İliç'ten Cerattepe'ye Madencilik Konuşmaları

'İliç'ten Cerattepe'ye Madencilik Konuşmaları' başlıklı etkinlikte konuşan uzmanlar, İliç'te yaşanan felaketin ardından Cerattepe'ki madene dikkat çekti. Yasaların yatırımcıların ihtiyaçlarına göre düzenlendiği belirtildi.

Artvinliler Hizmet Vakfı tarafından İstanbul’da bulunan Artvinliler Hizmet Vakfı Binası’nda “İliç’ten Cerattepe’ye Madencilik Konuşmaları” başlıklı konferans ve panel düzenlendi. Uzmanlar madenlerin ölüm saçtığını ifade etti.

Konferansta, Prof Dr. Ali Demirsoy, Doç Dr.
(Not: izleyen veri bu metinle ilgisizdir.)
#[cfg(test)]
mod tests {
    use super::{builder::*, *};

    #[test]
    fn sites_numbered_in_document_order() {
        //setup
        let mut builder = SyntaxTreeBuilder::new();
        builder
            .tokens(RegexKind::Token)
            .spec(named("A", lit("a")))
            .spec(named("B", lit("b")));
        builder.bnf(
            "Start",
            seq(vec![
                lookahead(Some(1), Some(unit(lit("la")))),
                unit(lit("x")),
                nt("Other"),
            ]),
        );
        builder.tokens(RegexKind::Skip).spec(lit(" "));

        //exercise
        let tree = builder.build();

        //verify
        let offsets: Vec<usize> = tree.token_sites().map(|t| t.declaration_offset()).collect();
        assert_eq!(offsets, vec![0, 1, 2, 3, 4]);
        assert_eq!(tree.token(NodeId(2)).unwrap().regular_expression(), &lit("la"));
        assert!(!tree.token(NodeId(3)).unwrap().is_explicit());
        assert_eq!(tree.token(NodeId(4)).unwrap().regex_kind(), RegexKind::Skip);
        assert!(tree.token(NodeId(5)).is_none());
    }

    #[test]
    fn nested_units_resolve_by_path() {
        //setup
        let mut builder = SyntaxTreeBuilder::new();
        builder.bnf(
            "Start",
            alt(vec![
                seq(vec![unit(lit("a")), opt(paren(unit(lit("b")), None))]),
                zero_or_more(seq(vec![action(), unit(lit("c"))])),
            ]),
        );

        //exercise
        let tree = builder.build();

        //verify
        let literals: Vec<&RegexNode> = tree
            .token_sites()
            .map(|token| token.regular_expression())
            .collect();
        assert_eq!(literals, vec![&lit("a"), &lit("b"), &lit("c")]);
        let start = match tree.production(ProductionId(0)) {
            Some(Production::Bnf(bnf)) => bnf.expansion.as_ref().unwrap(),
            _ => panic!("Expected a BNF production"),
        };
        assert_eq!(start.descendant(&[1, 0, 1]), Some(&unit_with_id(lit("c"), 2)));
        assert!(start.descendant(&[2]).is_none());
    }

    fn unit_with_id(regex: RegexNode, id: usize) -> Expansion {
        Expansion::Regex(RegexUnit {
            id: NodeId(id),
            regex,
        })
    }

    #[test]
    fn resolve_first_declaration() {
        //setup
        let mut builder = SyntaxTreeBuilder::new();
        builder
            .tokens(RegexKind::Token)
            .spec(named("A", lit("a")))
            .spec(named("A", lit("again")));
        builder.bnf("Start", unit(named("C", lit("c"))));
        builder.javacode("Skip");
        let tree = builder.build();

        //exercise
        let a = tree.resolve_token("A").unwrap();
        let c = tree.resolve_token("C").unwrap();
        let start = tree.resolve_production("Start");
        let skip = tree.resolve_production("Skip");

        //verify
        assert_eq!(a.declaration_offset(), 0);
        assert_eq!(tree.tokens_named("A").len(), 2);
        assert_eq!(c.declaration_offset(), 2);
        assert!(!c.is_explicit());
        assert_eq!(start, Some(ProductionId(1)));
        assert_eq!(skip, Some(ProductionId(2)));
        assert!(tree.resolve_token("Missing").is_none());
        assert!(tree.resolve_production("Missing").is_none());
    }

    #[test]
    fn occurrence_indicator_text() {
        //exercise
        let texts: Vec<String> = vec![
            OccurrenceIndicator::ZeroOrOne,
            OccurrenceIndicator::ZeroOrMore,
            OccurrenceIndicator::OneOrMore,
            OccurrenceIndicator::Range { min: 2, max: None },
            OccurrenceIndicator::Range {
                min: 3,
                max: Some(3),
            },
            OccurrenceIndicator::Range {
                min: 0,
                max: Some(4),
            },
        ]
        .iter()
        .map(|ind| ind.to_string())
        .collect();

        //verify
        assert_eq!(texts, vec!["?", "*", "+", "{2,}", "{3}", "{0,4}"]);
    }
}
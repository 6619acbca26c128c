use crate::core::{
    lex::token::Token,
    tree::{NameResolver, RegexNode},
};

/// A named lexical state and its tokens in declaration order. The order matters: among
/// equally long matches, the token declared first wins.
#[derive(Debug)]
pub struct LexicalState<'t> {
    name: String,
    tokens: Vec<Token<'t>>,
}

impl<'t> LexicalState<'t> {
    pub fn name(&self) -> &str {
        &self.name
    }

    pub fn tokens(&self) -> &[Token<'t>] {
        &self.tokens
    }

    pub fn contains(&self, token: &Token) -> bool {
        self.tokens.iter().any(|candidate| candidate.id() == token.id())
    }

    /// Lexical states named as the next state by the tokens of this state, in order of first
    /// mention.
    pub fn transitions(&self) -> Vec<&'t str> {
        let mut targets: Vec<&'t str> = Vec::new();
        for target in self.tokens.iter().filter_map(Token::lexical_state_transition) {
            if !targets.contains(&target) {
                targets.push(target);
            }
        }
        targets
    }
}

pub struct LexicalStateBuilder<'t> {
    name: String,
    tokens: Vec<Token<'t>>,
}

impl<'t> LexicalStateBuilder<'t> {
    pub fn new(name: &str) -> Self {
        LexicalStateBuilder {
            name: name.to_string(),
            tokens: Vec::new(),
        }
    }

    pub fn name(&self) -> &str {
        &self.name
    }

    pub fn current_tokens(&self) -> &[Token<'t>] {
        &self.tokens
    }

    /// Appends a token. Must be called in document order.
    ///
    /// Free-standing references (`< <FOO> >`) declare nothing and are ignored, and synthetic
    /// tokens equivalent to a token already in the state are not added twice.
    pub fn add_token(&mut self, token: Token<'t>, resolver: &dyn NameResolver) {
        if let RegexNode::Reference(ref name) = *token.regular_expression() {
            trace!("Ignoring free-standing reference <{}> in {}", name, self.name);
            return;
        }

        if !token.is_explicit()
            && self
                .tokens
                .iter()
                .any(|existing| existing.is_equivalent(&token, resolver))
        {
            return;
        }

        self.tokens.push(token);
    }

    pub fn build(self) -> LexicalState<'t> {
        LexicalState {
            name: self.name,
            tokens: self.tokens,
        }
    }
}

#[cfg(test)]
mod tests {
    use {
        super::*,
        crate::core::tree::{builder::*, NodeId, RegexKind},
    };

    #[test]
    fn add_token_skips_references_and_duplicates() {
        //setup
        let mut builder = SyntaxTreeBuilder::new();
        builder
            .tokens(RegexKind::Token)
            .spec(named("PLUS", lit("+")))
            .spec(reference("PLUS"));
        builder.bnf(
            "Expr",
            seq(vec![unit(lit("-")), unit(lit("-")), unit(lit("+"))]),
        );
        let tree = builder.build();
        let mut state = LexicalStateBuilder::new("DEFAULT");

        //exercise
        for token in tree.token_sites() {
            state.add_token(token, &tree);
        }
        let state = state.build();

        //verify
        let ids: Vec<NodeId> = state.tokens().iter().map(|t| t.id()).collect();
        assert_eq!(ids, vec![NodeId(0), NodeId(2)]);
        assert_eq!(state.name(), "DEFAULT");
    }

    #[test]
    fn explicit_duplicates_are_kept() {
        //setup
        let mut builder = SyntaxTreeBuilder::new();
        builder
            .tokens(RegexKind::Token)
            .spec(named("LBRACKET", lit("[")))
            .spec(named("OPEN", lit("[")))
            .spec(lit("["));
        let tree = builder.build();
        let mut state = LexicalStateBuilder::new("DEFAULT");

        //exercise
        for token in tree.token_sites() {
            state.add_token(token, &tree);
        }

        //verify
        assert_eq!(state.current_tokens().len(), 3);
    }

    #[test]
    fn transitions_in_order_of_mention() {
        //setup
        let mut builder = SyntaxTreeBuilder::new();
        builder
            .tokens(RegexKind::More)
            .spec_to(lit("/*"), "IN_COMMENT")
            .spec_to(lit("\""), "IN_STRING")
            .spec_to(lit("/**"), "IN_COMMENT");
        let tree = builder.build();
        let mut state = LexicalStateBuilder::new("DEFAULT");
        for token in tree.token_sites() {
            state.add_token(token, &tree);
        }

        //exercise
        let transitions = state.build().transitions();

        //verify
        assert_eq!(transitions, vec!["IN_COMMENT", "IN_STRING"]);
    }
}
pub mod dfs;
use {
    crate::core::{
        bnf::nullable::expansion_matches_empty,
        data::dfs::{self, Cycle},
        tree::{Expansion, NameResolver, Production, ProductionId, SyntaxTree},
    },
    std::collections::HashSet,
};

/// The productions that may be derived first from `production` without consuming a token, one
/// hop deep: the non-terminals at the start of its expansion, and after each nullable prefix.
///
/// Returns `None` for javacode productions and productions without an expansion, whose leftmost
/// derivations cannot be known, and when the leftmost part references an unknown production.
pub fn leftmost_set(
    tree: &SyntaxTree,
    production: ProductionId,
    nullable_set: &HashSet<ProductionId>,
) -> Option<Vec<ProductionId>> {
    let expansion = match tree.production(production)? {
        Production::Bnf(bnf) => bnf.expansion.as_ref()?,
        Production::Regex(_) => return Some(vec![]),
        Production::Javacode(_) => return None,
    };

    let mut leftmost: Vec<ProductionId> = Vec::new();
    collect_leftmost(tree, expansion, nullable_set, &mut leftmost)?;
    Some(leftmost)
}

fn collect_leftmost(
    tree: &SyntaxTree,
    expansion: &Expansion,
    nullable_set: &HashSet<ProductionId>,
    leftmost: &mut Vec<ProductionId>,
) -> Option<()> {
    match *expansion {
        Expansion::Sequence(ref units) => {
            for unit in units {
                collect_leftmost(tree, unit, nullable_set, leftmost)?;
                if !expansion_matches_empty(tree, unit, &mut |id| nullable_set.contains(&id)) {
                    break;
                }
            }
        }
        Expansion::Alternative(ref branches) => {
            for branch in branches {
                collect_leftmost(tree, branch, nullable_set, leftmost)?;
            }
        }
        Expansion::Optional(ref inner)
        | Expansion::Repeated(ref inner, _)
        | Expansion::Parenthesized(ref inner, _)
        | Expansion::Assigned(ref inner)
        | Expansion::Scoped(ref inner, _)
        | Expansion::TryCatch(ref inner) => {
            collect_leftmost(tree, inner, nullable_set, leftmost)?
        }
        Expansion::NonTerminal(ref name) => {
            let id = tree.resolve_production(name)?;
            if !leftmost.contains(&id) {
                leftmost.push(id);
            }
        }
        Expansion::Lookahead(_) | Expansion::Action | Expansion::Regex(_) => {}
    }

    Some(())
}

/// Finds productions that can derive themselves before consuming any token.
///
/// Every production is a potential root of the search, in declaration order. Productions whose
/// leftmost set is unknown contribute no edges.
pub fn detect_left_recursion(
    tree: &SyntaxTree,
    nullable_set: &HashSet<ProductionId>,
) -> Vec<Cycle<ProductionId>> {
    let successors = |index: usize| -> Vec<usize> {
        leftmost_set(tree, ProductionId(index), nullable_set)
            .unwrap_or_default()
            .into_iter()
            .map(|id| id.0)
            .collect()
    };

    dfs::find_cycles(tree.production_count(), successors)
        .into_iter()
        .map(|cycle| cycle.map(ProductionId))
        .collect()
}

#[cfg(test)]
mod tests {
    use {
        super::*,
        crate::core::{
            bnf::nullable::NullabilityAnalyzer,
            tree::{builder::*, RegexKind},
        },
    };

    fn cycles_of(tree: &SyntaxTree) -> Vec<Vec<&str>> {
        let nullable_set = NullabilityAnalyzer::new(tree).nullable_set();
        detect_left_recursion(tree, &nullable_set)
            .iter()
            .map(|cycle| {
                cycle
                    .path()
                    .iter()
                    .map(|id| tree.production_name(*id).unwrap_or("?"))
                    .collect()
            })
            .collect()
    }

    #[test]
    fn direct_left_recursion() {
        //setup
        let mut builder = SyntaxTreeBuilder::new();
        builder.bnf("Bar", seq(vec![nt("Bar"), unit(lit("foo"))]));
        let tree = builder.build();

        //exercise
        let cycles = cycles_of(&tree);

        //verify
        assert_eq!(cycles, vec![vec!["Bar", "Bar"]]);
    }

    #[test]
    fn indirect_left_recursion() {
        //setup
        let mut builder = SyntaxTreeBuilder::new();
        builder.bnf("Foo", seq(vec![nt("Bar"), unit(lit("x"))]));
        builder.bnf("Bar", seq(vec![nt("Foo"), unit(lit("y"))]));
        let tree = builder.build();

        //exercise
        let cycles = cycles_of(&tree);

        //verify
        assert_eq!(cycles, vec![vec!["Foo", "Bar", "Foo"]]);
    }

    #[test]
    fn through_nullable_prefix() {
        //setup
        let mut builder = SyntaxTreeBuilder::new();
        builder.bnf(
            "List",
            seq(vec![
                lookahead(Some(2), None),
                nt("Modifiers"),
                action(),
                nt("List"),
                unit(lit(",")),
            ]),
        );
        builder.bnf("Modifiers", zero_or_more(unit(lit("final"))));
        let tree = builder.build();
        let nullable_set = NullabilityAnalyzer::new(&tree).nullable_set();

        //exercise
        let leftmost = leftmost_set(&tree, ProductionId(0), &nullable_set);
        let cycles = cycles_of(&tree);

        //verify
        assert_eq!(leftmost, Some(vec![ProductionId(1), ProductionId(0)]));
        assert_eq!(cycles, vec![vec!["List", "List"]]);
    }

    #[test]
    fn consuming_prefix_breaks_recursion() {
        //setup
        let mut builder = SyntaxTreeBuilder::new();
        builder.bnf(
            "Expr",
            alt(vec![
                seq(vec![unit(lit("(")), nt("Expr"), unit(lit(")"))]),
                seq(vec![nt("Atom"), opt(seq(vec![unit(lit("+")), nt("Expr")]))]),
            ]),
        );
        builder.bnf("Atom", unit(lit("a")));
        let tree = builder.build();
        let nullable_set = NullabilityAnalyzer::new(&tree).nullable_set();

        //exercise
        let leftmost = leftmost_set(&tree, ProductionId(0), &nullable_set);
        let cycles = cycles_of(&tree);

        //verify
        assert_eq!(leftmost, Some(vec![ProductionId(1)]));
        assert!(cycles.is_empty());
    }

    #[test]
    fn opaque_productions() {
        //setup
        let mut builder = SyntaxTreeBuilder::new();
        builder.javacode("Opaque");
        builder.bnf("Unknown", seq(vec![nt("Missing"), nt("Unknown")]));
        builder.bnf("Skips", alt(vec![nt("Opaque"), nt("Skips")]));
        builder.tokens(RegexKind::Token).spec(named("T", lit("t")));
        let tree = builder.build();
        let nullable_set = NullabilityAnalyzer::new(&tree).nullable_set();

        //exercise
        let opaque = leftmost_set(&tree, ProductionId(0), &nullable_set);
        let unknown = leftmost_set(&tree, ProductionId(1), &nullable_set);
        let skips = leftmost_set(&tree, ProductionId(2), &nullable_set);
        let tokens = leftmost_set(&tree, ProductionId(3), &nullable_set);
        let cycles = cycles_of(&tree);

        //verify
        assert_eq!(opaque, None);
        assert_eq!(unknown, None);
        assert_eq!(skips, Some(vec![ProductionId(0), ProductionId(2)]));
        assert_eq!(tokens, Some(vec![]));
        assert_eq!(cycles, vec![vec!["Skips", "Skips"]]);
    }

    #[test]
    fn independent_cycles_are_all_reported() {
        //setup
        let mut builder = SyntaxTreeBuilder::new();
        builder.bnf("A", nt("B"));
        builder.bnf("B", alt(vec![nt("A"), nt("C")]));
        builder.bnf("C", unit(lit("c")));
        builder.bnf("D", seq(vec![opt(nt("C")), nt("E")]));
        builder.bnf("E", seq(vec![nt("D"), unit(lit("e"))]));
        let tree = builder.build();

        //exercise
        let cycles = cycles_of(&tree);

        //verify
        assert_eq!(cycles, vec![vec!["A", "B", "A"], vec!["D", "E", "D"]]);
    }
}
Oğuz Kurdoğlu,  WWF Türkiye Doğal Hayatı Koruma Vakfı Genel Müdürü Ömür Kula söz aldı. İkinci oturumda Yeşil Artvin Derneği Başkanı Neşe Karahan ve Avukat Bedrettin Kalın’ın konuştuğu paneli, Dr. Mustafa Melek yönetti.

Panelde ilk sözü alan Prof. Dr. Ali Demirsoy, ‘Bilim Eksikliği ve Türkiye’nin Sorunları’ başlığında İliç’te yaşananlara dikkat çekti. Dünya’nın en yüksek liç yığını piramidinin 24 katlı olduğunu ancak İliç’teki Çöpler Altın Madeni’nde 36 kata çıkıldığını hatırlatan Prof. Dr. Ali Demirsoy, “Siyanür çok hızlı buharlaşır, sıvı olmadan gaz hale geçer. Su ile bir araya geldiği zaman etkili bir zehre döner. İliç’te halkı kandırmak için 2012’de bin kişilik cami yaptılar, ardından siyanür havuzları inşa ettiler. Siyanürün bir miligram gaz hali sizi öldürür. Siyanür kısa sürede beyni ve kalbi etkiler. Kapasite artırımı öncesinde 6 bin 500 ton siyanür atığı vardı, miligrama dönüştürüldüğünde bütün ülkeyi öldürür bu rakam. Sızıntı siyanür bileşikleri her çeşit ortamı kirletir, aynısı Artvin’de de olacak. Yediğiniz meyve sebzelerde de bu bileşikler var, ilerleyen süreçte metal zehirlenmesi vakaları ile karşılaşılacak” dedi.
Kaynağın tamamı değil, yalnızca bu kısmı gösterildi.